**What is needed**
From the first line to the last, return the material exactly.

**Exercise input**

[Start of section]

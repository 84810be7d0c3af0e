use std::sync::Arc;

use anyhow::{Context, Result};
use sqlx::postgres::PgPoolOptions;
use tracing_subscriber::EnvFilter;

use solroute_api::automation::PumpAutomation;
use solroute_api::config::AppConfig;
use solroute_api::db::{PgCredentialStore, PgOperationStore};
use solroute_api::traits::TokioSleeper;
use solroute_api::{build_router, AppState};

#[tokio::main]
async fn main() -> Result<()> {
    tracing_subscriber::fmt()
        .with_env_filter(
            EnvFilter::try_from_default_env().unwrap_or_else(|_| EnvFilter::new("info")),
        )
        .json()
        .init();

    tracing::info!("Starting solroute-api");

    let config = AppConfig::from_env()?;

    let pool = PgPoolOptions::new()
        .max_connections(config.database_max_connections)
        .connect(&config.database_url)
        .await
        .context("Failed to connect to database")?;

    tracing::info!(
        max_connections = config.database_max_connections,
        "Connected to database"
    );

    sqlx::migrate!("../../migrations").run(&pool).await?;
    tracing::info!("Migrations complete");

    let state = Arc::new(AppState::new(
        Arc::new(PgOperationStore::new(pool.clone())),
        Arc::new(PgCredentialStore::new(pool.clone())),
        Arc::new(PumpAutomation::new(config.pump.clone())),
        Arc::new(TokioSleeper),
    ));

    let app = build_router(state.clone(), &config.allowed_origins);

    let addr = config.bind_addr();
    let listener = tokio::net::TcpListener::bind(&addr)
        .await
        .with_context(|| format!("Failed to bind {addr}"))?;
    tracing::info!(%addr, "Listening");

    axum::serve(listener, app)
        .with_graceful_shutdown(shutdown_signal())
        .await?;

    // Let in-flight batches reach their next status check or finish.
    let pending = state.scheduler.in_flight_ids().await;
    if !pending.is_empty() {
        tracing::info!(
            count = pending.len(),
            operation_ids = ?pending,
            grace_secs = config.shutdown_grace.as_secs(),
            "Waiting for batch runs"
        );
        match tokio::time::timeout(config.shutdown_grace, state.scheduler.drain()).await {
            Ok(reports) => tracing::info!(completed = reports.len(), "Batch runs drained"),
            Err(_) => tracing::warn!("Shutdown grace elapsed with batch runs still in flight"),
        }
    }

    pool.close().await;
    tracing::info!("Shutdown complete");
    Ok(())
}

async fn shutdown_signal() {
    if let Err(e) = tokio::signal::ctrl_c().await {
        tracing::error!(error = %e, "Failed to listen for shutdown signal");
        std::future::pending::<()>().await;
    }
    tracing::info!("Shutdown signal received");
}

[End of section]

**Answer to this problem**
repository 84810be7d0c3af0e
use std::sync::Arc;

use anyhow::{Context, Result};
use sqlx::postgres::PgPoolOptions;
use tracing_subscriber::EnvFilter;

use solroute_api::automation::PumpAutomation;
use solroute_api::config::AppConfig;
use solroute_api::db::{PgCredentialStore, PgOperationStore};
use solroute_api::traits::TokioSleeper;
use solroute_api::{build_router, AppState};

#[tokio::main]
async fn main() -> Result<()> {
    tracing_subscriber::fmt()
        .with_env_filter(
            EnvFilter::try_from_default_env().unwrap_or_else(|_| EnvFilter::new("info")),
        )
        .json()
        .init();

    tracing::info!("Starting solroute-api");

    let config = AppConfig::from_env()?;

    let pool = PgPoolOptions::new()
        .max_connections(config.database_max_connections)
        .connect(&config.database_url)
        .await
        .context("Failed to connect to database")?;

    tracing::info!(
        max_connections = config.database_max_connections,
        "Connected to database"
    );

    sqlx::migrate!("../../migrations").run(&pool).await?;
    tracing::info!("Migrations complete");

    let state = Arc::new(AppState::new(
        Arc::new(PgOperationStore::new(pool.clone())),
        Arc::new(PgCredentialStore::new(pool.clone())),
        Arc::new(PumpAutomation::new(config.pump.clone())),
        Arc::new(TokioSleeper),
    ));

    let app = build_router(state.clone(), &config.allowed_origins);

    let addr = config.bind_addr();
    let listener = tokio::net::TcpListener::bind(&addr)
        .await
        .with_context(|| format!("Failed to bind {addr}"))?;
    tracing::info!(%addr, "Listening");

    axum::serve(listener, app)
        .with_graceful_shutdown(shutdown_signal())
        .await?;

    // Let in-flight batches reach their next status check or finish.
    let pending = state.scheduler.in_flight_ids().await;
    if !pending.is_empty() {
        tracing::info!(
            count = pending.len(),
            operation_ids = ?pending,
            grace_secs = config.shutdown_grace.as_secs(),
            "Waiting for batch runs"
        );
        match tokio::time::timeout(config.shutdown_grace, state.scheduler.drain()).await {
            Ok(reports) => tracing::info!(completed = reports.len(), "Batch runs drained"),
            Err(_) => tracing::warn!("Shutdown grace elapsed with batch runs still in flight"),
        }
    }

    pool.close().await;
    tracing::info!("Shutdown complete");
    Ok(())
}

async fn shutdown_signal() {
    if let Err(e) = tokio::signal::ctrl_c().await {
        tracing::error!(error = %e, "Failed to listen for shutdown signal");
        std::future::pending::<()>().await;
    }
    tracing::info!("Shutdown signal received");
}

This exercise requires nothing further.